# feature extraction

So we already found out that supervised learning need **features** to learn to classify. What are we talking about when we say *features*?
An example of some of the features used with the **k-Nearest Neighbor** algorithm are shown below: the durations of syllables and the brief, silent pauses between syllables. Notice they are very *engineered*: I have to define the current syllable and then specify the duration of the syllable that precides it, and write code that knows how to deal with edge cases (e.g., the first syllable doesn't have any syllable preceding it, so what should the value of the feature be in that case?)

![example knn features](../static/knn_duration_features.png)

How do we do feature extraction with `hvc`?
First we need some song to work with. We download some of it from a public repository.

In [None]:
import hvc
# use the `fetch` function to download data from a public repository
hvc.utils.fetch('gy6or6.032212', destination='../output/')
hvc.utils.fetch('gy6or6.032612', destination='../output/')

We will call the `hvc.extract` function on some of this data. But first we need to define some arguments we'll use when call the funciton. First we need to tell `hvc` where the data lives.

In [None]:
data_dirs = ['../output/032212/']  # a list, in this case with only one element in it

We also tell `hvc` the audio file format. 

In [None]:
file_format = 'cbin'

The repository we downloaded has `.cbin` files and the annotations are in `.mat` files which `hvc` knows how to parse.

You can use the more common `.wav` files and annotate your song however you prefer as long as you can get it into the very simple text file format that `hvc` uses; see the docs for a simple Python script that does this which you can adapt as you need.
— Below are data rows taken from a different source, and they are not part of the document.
#[cfg(test)]
mod tests {
    use super::testing::{eventually, serve, test_state, RecordingClient};
    use super::*;
    use ccrelay_protocol::ForwardPayload;
    use std::time::Duration;
    use tokio_tungstenite::connect_async;
    use tokio_tungstenite::tungstenite::Message as WsMessage;

    #[tokio::test]
    async fn test_cc_change_declares_topic() {
        let state = test_state(Arc::default());
        let addr = serve(state.clone()).await;

        let (mut ws, _) = connect_async(format!("ws://{addr}/")).await.unwrap();
        ws.send(WsMessage::Text(
            r#"{"type":"CC_CHANGE","cc":"The Irons","guest":false}"#.into(),
        ))
        .await
        .unwrap();

        eventually(|| state.registry.snapshot_by_topic().get("The Irons") == Some(&1)).await;

        ws.send(WsMessage::Text(r#"{"type":"CC_CHANGE","cc":null}"#.into()))
            .await
            .unwrap();
        eventually(|| state.registry.snapshot_by_topic().is_empty()).await;
        assert_eq!(state.registry.len(), 1);
    }

    #[tokio::test]
    async fn test_chat_message_forwarded_to_subscribers() {
        let client = Arc::new(RecordingClient::default());
        let state = test_state(client.clone());
        state.subscriptions.subscribe("A", "c1").await.unwrap();
        state.subscriptions.subscribe("A", "c2").await.unwrap();
        state.subscriptions.subscribe("B", "c3").await.unwrap();
        let addr = serve(state.clone()).await;

        let (mut ws, _) = connect_async(format!("ws://{addr}/")).await.unwrap();
        ws.send(WsMessage::Text(
            r#"{"type":"CHAT_MESSAGE","content":"hello","sender":"A","timestamp":1,"name":"Zezima","messageType":"CLAN_CHAT"}"#.into(),
        ))
        .await
        .unwrap();

        eventually(|| client.sent().len() == 2).await;

        let mut sent = client.sent();
        sent.sort_by(|a, b| a.0.cmp(&b.0));
        assert_eq!(
            sent,
            vec![
                ("c1".to_string(), ForwardPayload::text("[Zezima]: hello")),
                ("c2".to_string(), ForwardPayload::text("[Zezima]: hello")),
            ]
        );
    }

    #[tokio::test]
    async fn test_chat_message_falls_back_to_declared_topic() {
        let client = Arc::new(RecordingClient::default());
        let state = test_state(client.clone());
        state.subscriptions.subscribe("B", "c3").await.unwrap();
        let addr = serve(state.clone()).await;

        let (mut ws, _) = connect_async(format!("ws://{addr}/")).await.unwrap();
        ws.send(WsMessage::Text(r#"{"type":"CC_CHANGE","cc":"B"}"#.into()))
            .await
            .unwrap();
        ws.send(WsMessage::Binary(
            br#"{"type":"CHAT_MESSAGE","content":"hi","name":"Bob"}"#.to_vec(),
        ))
        .await
        .unwrap();

        eventually(|| client.sent().len() == 1).await;
        assert_eq!(client.sent()[0].0, "c3");
    }

    #[tokio::test]
    async fn test_chat_messages_forwarded_in_arrival_order() {
        let client = Arc::new(RecordingClient {
            slow_on: Some("first".into()),
            delay: Duration::from_millis(200),
            ..Default::default()
        });
        let state = test_state(client.clone());
        state.subscriptions.subscribe("A", "c1").await.unwrap();
        let addr = serve(state.clone()).await;

        let (mut ws, _) = connect_async(format!("ws://{addr}/")).await.unwrap();
        for content in ["first", "second", "third"] {
            let event = serde_json::json!({
                "type": "CHAT_MESSAGE",
                "content": content,
                "sender": "A",
                "name": "n",
            });
            ws.send(WsMessage::Text(event.to_string())).await.unwrap();
        }

        eventually(|| client.sent().len() == 3).await;
        let lines: Vec<String> = client.sent().into_iter().map(|(_, p)| p.content).collect();
        assert_eq!(lines, vec!["[n]: first", "[n]: second", "[n]: third"]);
    }

    #[tokio::test]
    async fn test_topic_change_does_not_reroute_queued_messages() {
        let client = Arc::new(RecordingClient {
            slow_on: Some("first".into()),
            delay: Duration::from_millis(200),
            ..Default::default()
        });
        let state = test_state(client.clone());
        state.subscriptions.subscribe("A", "ca").await.unwrap();
        state.subscriptions.subscribe("B", "cb").await.unwrap();
        let addr = serve(state.clone()).await;

        let (mut ws, _) = connect_async(format!("ws://{addr}/")).await.unwrap();
        for event in [
            r#"{"type":"CC_CHANGE","cc":"A"}"#,
            r#"{"type":"CHAT_MESSAGE","content":"first","name":"n"}"#,
            r#"{"type":"CHAT_MESSAGE","content":"second","name":"n"}"#,
            r#"{"type":"CC_CHANGE","cc":"B"}"#,
            r#"{"type":"CHAT_MESSAGE","content":"third","name":"n"}"#,
        ] {
            ws.send(WsMessage::Text(event.into())).await.unwrap();
        }

        eventually(|| client.sent().len() == 3).await;
        let sent: Vec<(String, String)> = client
            .sent()
            .into_iter()
            .map(|(channel, p)| (channel, p.content))
            .collect();
        assert_eq!(
            sent,
            vec![
                ("ca".to_string(), "[n]: first".to_string()),
                ("ca".to_string(), "[n]: second".to_string()),
                ("cb".to_string(), "[n]: third".to_string()),
            ]
        );
    }

    #[tokio::test]
    async fn test_bad_payloads_keep_connection_open() {
        let state = test_state(Arc::default());
        let addr = serve(state.clone()).await;

        let (mut ws, _) = connect_async(format!("ws://{addr}/")).await.unwrap();
        for bad in ["not json", r#"{"type":"LOGIN"}"#, r#"{"type":"CHAT_MESSAGE"}"#] {
            ws.send(WsMessage::Text(bad.into())).await.unwrap();
        }
        ws.send(WsMessage::Text(r#"{"type":"CC_CHANGE","cc":"A"}"#.into()))
            .await
            .unwrap();

        eventually(|| state.registry.snapshot_by_topic().get("A") == Some(&1)).await;
    }

    #[tokio::test]
    async fn test_close_unregisters_connection() {
        let state = test_state(Arc::default());
        let addr = serve(state.clone()).await;

        let (mut ws, _) = connect_async(format!("ws://{addr}/")).await.unwrap();
        eventually(|| state.registry.len() == 1).await;

        ws.close(None).await.unwrap();
        eventually(|| state.registry.is_empty()).await;
    }

    #[tokio::test]
    async fn test_unresponsive_connection_is_terminated() {
        let state = test_state(Arc::default());
        let addr = serve(state.clone()).await;
        let monitor = LivenessMonitor::new(state.registry.clone(), Duration::from_secs(30));

        // The client never polls its stream, so pings go unanswered.
        let (mut ws, _) = connect_async(format!("ws://{addr}/")).await.unwrap();
        eventually(|| state.registry.len() == 1).await;

        assert_eq!(monitor.tick().pinged, 1);
        assert_eq!(monitor.tick().evicted.len(), 1);
        assert!(state.registry.is_empty());

        let closed = tokio::time::timeout(Duration::from_secs(2), async {
            loop {
                match ws.next().await {
                    Some(Ok(WsMessage::Ping(_))) => continue,
                    Some(Ok(_)) => continue,
                    Some(Err(_)) | None => break,
                }
            }
        })
        .await;
        assert!(closed.is_ok());
    }

    #[tokio::test]
    async fn test_health() {
        let state = test_state(Arc::default());
        state.subscriptions.subscribe("A", "c1").await.unwrap();
        state.subscriptions.subscribe("B", "c1").await.unwrap();
        let addr = serve(state).await;

        let body: serde_json::Value = reqwest::get(format!("http://{addr}/health"))
            .await
            .unwrap()
            .json()
            .await
            .unwrap();
        assert_eq!(body["status"], "ok");
        assert_eq!(body["connections"], 0);
        assert_eq!(body["subscribed_topics"], 2);
    }
}
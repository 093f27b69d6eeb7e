//! Routing of producer chat messages to subscriber channels.

use crate::store::StoreError;
use crate::subscriptions::{ChannelId, SubscriptionStore, Topic};
use async_trait::async_trait;
use ccrelay_protocol::{ChatMessage, ForwardPayload};
use futures_util::future::join_all;
use std::sync::Arc;
use thiserror::Error;
use tracing::{debug, warn};

/// Errors returned by a [`ChatClient`].
#[derive(Debug, Error)]
pub enum ForwardError {
    /// The request could not be sent or its response not read.
    #[error("Request failed: {0}")]
    Request(String),

    /// The chat platform rejected the request.
    #[error("Chat platform returned {status}: {body}")]
    Rejected { status: u16, body: String },
}

/// Errors that stop a message from being routed at all.
#[derive(Debug, Error)]
pub enum RouteError {
    /// Neither the message nor its connection names a topic.
    #[error("Message has no topic")]
    NoTopic,

    /// Subscribers could not be looked up.
    #[error("Subscriber lookup failed: {0}")]
    Store(#[from] StoreError),
}

/// The chat platform's message-sending capability.
#[async_trait]
pub trait ChatClient: Send + Sync {
    /// Post `payload` to `channel_id`.
    async fn send_message(
        &self,
        channel_id: &str,
        payload: &ForwardPayload,
    ) -> Result<(), ForwardError>;
}

/// Outcome of routing one message.
#[derive(Debug, Clone, PartialEq, Eq)]
pub struct RouteReport {
    /// Topic the message was routed by.
    pub topic: Topic,
    /// Channels the message was delivered to.
    pub delivered: usize,
    /// Channels the send failed for.
    pub failed: usize,
}

/// Forwards chat messages to the channels subscribed to their topic.
#[derive(Clone)]
pub struct MessageRouter {
    subscriptions: Arc<SubscriptionStore>,
    client: Arc<dyn ChatClient>,
}

impl MessageRouter {
    /// Create a router.
    #[must_use]
    pub fn new(subscriptions: Arc<SubscriptionStore>, client: Arc<dyn ChatClient>) -> Self {
        Self {
            subscriptions,
            client,
        }
    }

    /// Pick the routing topic: the message's embedded sender, falling back to
    /// the topic its connection declared.
    #[must_use]
    pub fn resolve_topic<'a>(
        message: &'a ChatMessage,
        declared_topic: Option<&'a str>,
    ) -> Option<&'a str> {
        message
            .sender()
            .or_else(|| declared_topic.filter(|t| !t.is_empty()))
    }

    /// Forward `message` to every channel subscribed to its topic.
    ///
    /// Sends run concurrently. A failed send is logged and counted without
    /// affecting the others.
    ///
    /// # Errors
    ///
    /// Returns an error if no topic can be resolved or the subscriber lookup
    /// fails.
    pub async fn route(
        &self,
        message: &ChatMessage,
        declared_topic: Option<&str>,
    ) -> Result<RouteReport, RouteError> {
        let topic = Self::resolve_topic(message, declared_topic).ok_or(RouteError::NoTopic)?;
        let channels = self.subscriptions.channels(topic).await?;
        let payload = ForwardPayload::from(message);

        let results = join_all(channels.iter().map(|channel| self.forward(channel, &payload))).await;
        let delivered = results.iter().filter(|ok| **ok).count();

        debug!(
            topic = %topic,
            delivered,
            failed = results.len() - delivered,
            "Routed chat message"
        );

        Ok(RouteReport {
            topic: topic.to_string(),
            delivered,
            failed: results.len() - delivered,
        })
    }

    async fn forward(&self, channel: &ChannelId, payload: &ForwardPayload) -> bool {
        match self.client.send_message(channel, payload).await {
            Ok(()) => true,
            Err(e) => {
                warn!(channel = %channel, error = %e, "Failed to forward message");
                false
            }
        }
    }
}
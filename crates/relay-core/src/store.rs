//! Key-value persistence seam.
//!
//! The relay persists two whole documents (the subscription mapping and the
//! last presence snapshot) under fixed keys. Backends only need whole-value
//! `get` and `set`; there are no transactions.

use async_trait::async_trait;
use serde::de::DeserializeOwned;
use serde::Serialize;
use serde_json::Value;
use std::collections::HashMap;
use thiserror::Error;
use tokio::sync::RwLock;

/// Persistence errors.
#[derive(Debug, Error)]
pub enum StoreError {
    /// The backend failed to read or write.
    #[error("Store backend error: {0}")]
    Backend(String),

    /// A stored value could not be decoded.
    #[error("Malformed value under key {key}: {source}")]
    Malformed {
        key: String,
        #[source]
        source: serde_json::Error,
    },

    /// A value could not be encoded.
    #[error("Failed to encode value: {0}")]
    Encode(#[source] serde_json::Error),
}

/// An async key-value store holding JSON values.
#[async_trait]
pub trait KeyValueStore: Send + Sync {
    /// Read the value under `key`, `None` if absent.
    async fn get(&self, key: &str) -> Result<Option<Value>, StoreError>;

    /// Replace the value under `key`.
    async fn set(&self, key: &str, value: Value) -> Result<(), StoreError>;

    /// Backend name for logs.
    fn name(&self) -> &'static str;
}

/// Read and decode the document under `key`. Missing keys and JSON `null`
/// decode to `T::default()`.
pub(crate) async fn load_or_default<T>(
    store: &dyn KeyValueStore,
    key: &str,
) -> Result<T, StoreError>
where
    T: DeserializeOwned + Default,
{
    match store.get(key).await? {
        None | Some(Value::Null) => Ok(T::default()),
        Some(value) => serde_json::from_value(value).map_err(|source| StoreError::Malformed {
            key: key.to_string(),
            source,
        }),
    }
}

/// Encode and store `document` under `key`.
pub(crate) async fn save<T: Serialize>(
    store: &dyn KeyValueStore,
    key: &str,
    document: &T,
) -> Result<(), StoreError> {
    let value = serde_json::to_value(document).map_err(StoreError::Encode)?;
    store.set(key, value).await
}

/// In-process store. Contents are lost on restart.
#[derive(Debug, Default)]
pub struct MemoryStore {
    entries: RwLock<HashMap<String, Value>>,
}

impl MemoryStore {
    #[must_use]
    pub fn new() -> Self {
        Self::default()
    }
}

#[async_trait]
impl KeyValueStore for MemoryStore {
    async fn get(&self, key: &str) -> Result<Option<Value>, StoreError> {
        Ok(self.entries.read().await.get(key).cloned())
    }

    async fn set(&self, key: &str, value: Value) -> Result<(), StoreError> {
        self.entries.write().await.insert(key.to_string(), value);
        Ok(())
    }

    fn name(&self) -> &'static str {
        "memory"
    }
}

#[cfg(feature = "sled")]
pub use self::sled_backend::SledStore;

#[cfg(feature = "sled")]
mod sled_backend {
    use super::{KeyValueStore, StoreError};
    use async_trait::async_trait;
    use serde_json::Value;
    use std::path::Path;
    use tracing::info;

    /// Store backed by a `sled` database. Values are JSON encoded and the
    /// database is flushed after every write.
    #[derive(Clone)]
    pub struct SledStore {
        db: sled::Db,
    }

    impl SledStore {
        /// Open or create a database at `path`.
        ///
        /// # Errors
        ///
        /// Returns an error if the database cannot be opened.
        pub fn open(path: impl AsRef<Path>) -> Result<Self, StoreError> {
            let path = path.as_ref();
            let db = sled::open(path).map_err(|e| StoreError::Backend(e.to_string()))?;
            info!(path = %path.display(), "Opened sled store");
            Ok(Self { db })
        }
    }

    #[async_trait]
    impl KeyValueStore for SledStore {
        async fn get(&self, key: &str) -> Result<Option<Value>, StoreError> {
            let Some(bytes) = self
                .db
                .get(key)
                .map_err(|e| StoreError::Backend(e.to_string()))?
            else {
                return Ok(None);
            };

            serde_json::from_slice(&bytes)
                .map(Some)
                .map_err(|source| StoreError::Malformed {
                    key: key.to_string(),
                    source,
                })
        }

        async fn set(&self, key: &str, value: Value) -> Result<(), StoreError> {
            let bytes = serde_json::to_vec(&value).map_err(StoreError::Encode)?;
            self.db
                .insert(key, bytes)
                .map_err(|e| StoreError::Backend(e.to_string()))?;
            self.db
                .flush_async()
                .await
                .map_err(|e| StoreError::Backend(e.to_string()))?;
            Ok(())
        }

        fn name(&self) -> &'static str {
            "sled"
        }
    }
}

#[cfg(test)]
pub(crate) mod testing {
    use super::*;

    /// A store whose every operation fails.
    #[derive(Debug, Default)]
    pub struct FailingStore;

    #[async_trait]
    impl KeyValueStore for FailingStore {
        async fn get(&self, _key: &str) -> Result<Option<Value>, StoreError> {
            Err(StoreError::Backend("unavailable".into()))
        }

        async fn set(&self, _key: &str, _value: Value) -> Result<(), StoreError> {
            Err(StoreError::Backend("unavailable".into()))
        }

        fn name(&self) -> &'static str {
            "failing"
        }
    }
}

#[cfg(test)]
mod tests {
    use super::*;
    use serde_json::json;
    use std::collections::BTreeMap;

    #[tokio::test]
    async fn test_memory_store_get_set() {
        let store = MemoryStore::new();
        assert!(store.get("missing").await.unwrap().is_none());

        store.set("key", json!({"a": 1})).await.unwrap();
        assert_eq!(store.get("key").await.unwrap(), Some(json!({"a": 1})));
    }

    #[tokio::test]
    async fn test_load_or_default() {
        let store = MemoryStore::new();

        let empty: BTreeMap<String, usize> = load_or_default(&store, "counts").await.unwrap();
        assert!(empty.is_empty());

        store.set("counts", Value::Null).await.unwrap();
        let null: BTreeMap<String, usize> = load_or_default(&store, "counts").await.unwrap();
        assert!(null.is_empty());

        store.set("counts", json!("nope")).await.unwrap();
        let malformed = load_or_default::<BTreeMap<String, usize>>(&store, "counts").await;
        assert!(matches!(malformed, Err(StoreError::Malformed { .. })));
    }

    #[cfg(feature = "sled")]
    #[tokio::test]
    async fn test_sled_store_get_set() {
        let dir = tempfile::tempdir().unwrap();
        let store = SledStore::open(dir.path()).unwrap();

        assert!(store.get("key").await.unwrap().is_none());
        store.set("key", json!({"x": true})).await.unwrap();
        store.set("key", json!({"x": false})).await.unwrap();
        assert_eq!(store.get("key").await.unwrap(), Some(json!({"x": false})));
    }
}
Lastly we tell `hvc` which syllables it should learn how to classify, i.e. from the labeled segments, which one does it use? We also tell `hcv` the name of a **feature group**, i.e. a set of features, to extract. These feature groups are built in to the library for use with one of the machine learning algorithms. We use a set of features that has been shown to be effective with the k-Nearest Neighbors algorithm (some of which we saw above). 

In [None]:
labels_to_use = 'iabcdefghjk'
feature_group = 'knn'

We also tell `hvc` where to save the features it extracts. And we want `hvc` to give us back the features in a variable so we can work with them in our Jupyter notebook.

In [None]:
output_dir = '../output/'
return_features = True

Now we call the `hvc.extract` function with these arguments.

In [None]:
ftrs = hvc.extract(data_dirs=data_dirs,
                   file_format=file_format,
                   labels_to_use=labels_to_use,
                   feature_group=feature_group,
                   output_dir=output_dir,
                   return_features=return_features)

`hvc` tells us it's extracting features from files and then returns a Python `dict` (dictionary) which is a mapping of "keys" to "values". For example the 'features' key points to a matrix where each row is an individual syllable, and each column is a feature extracted from that syllable.

In [None]:
print(ftrs['features'])

This output was also saved in the `output_dir`.

In [None]:
ls ../output/extract*

Now we can load those features and use them to train models!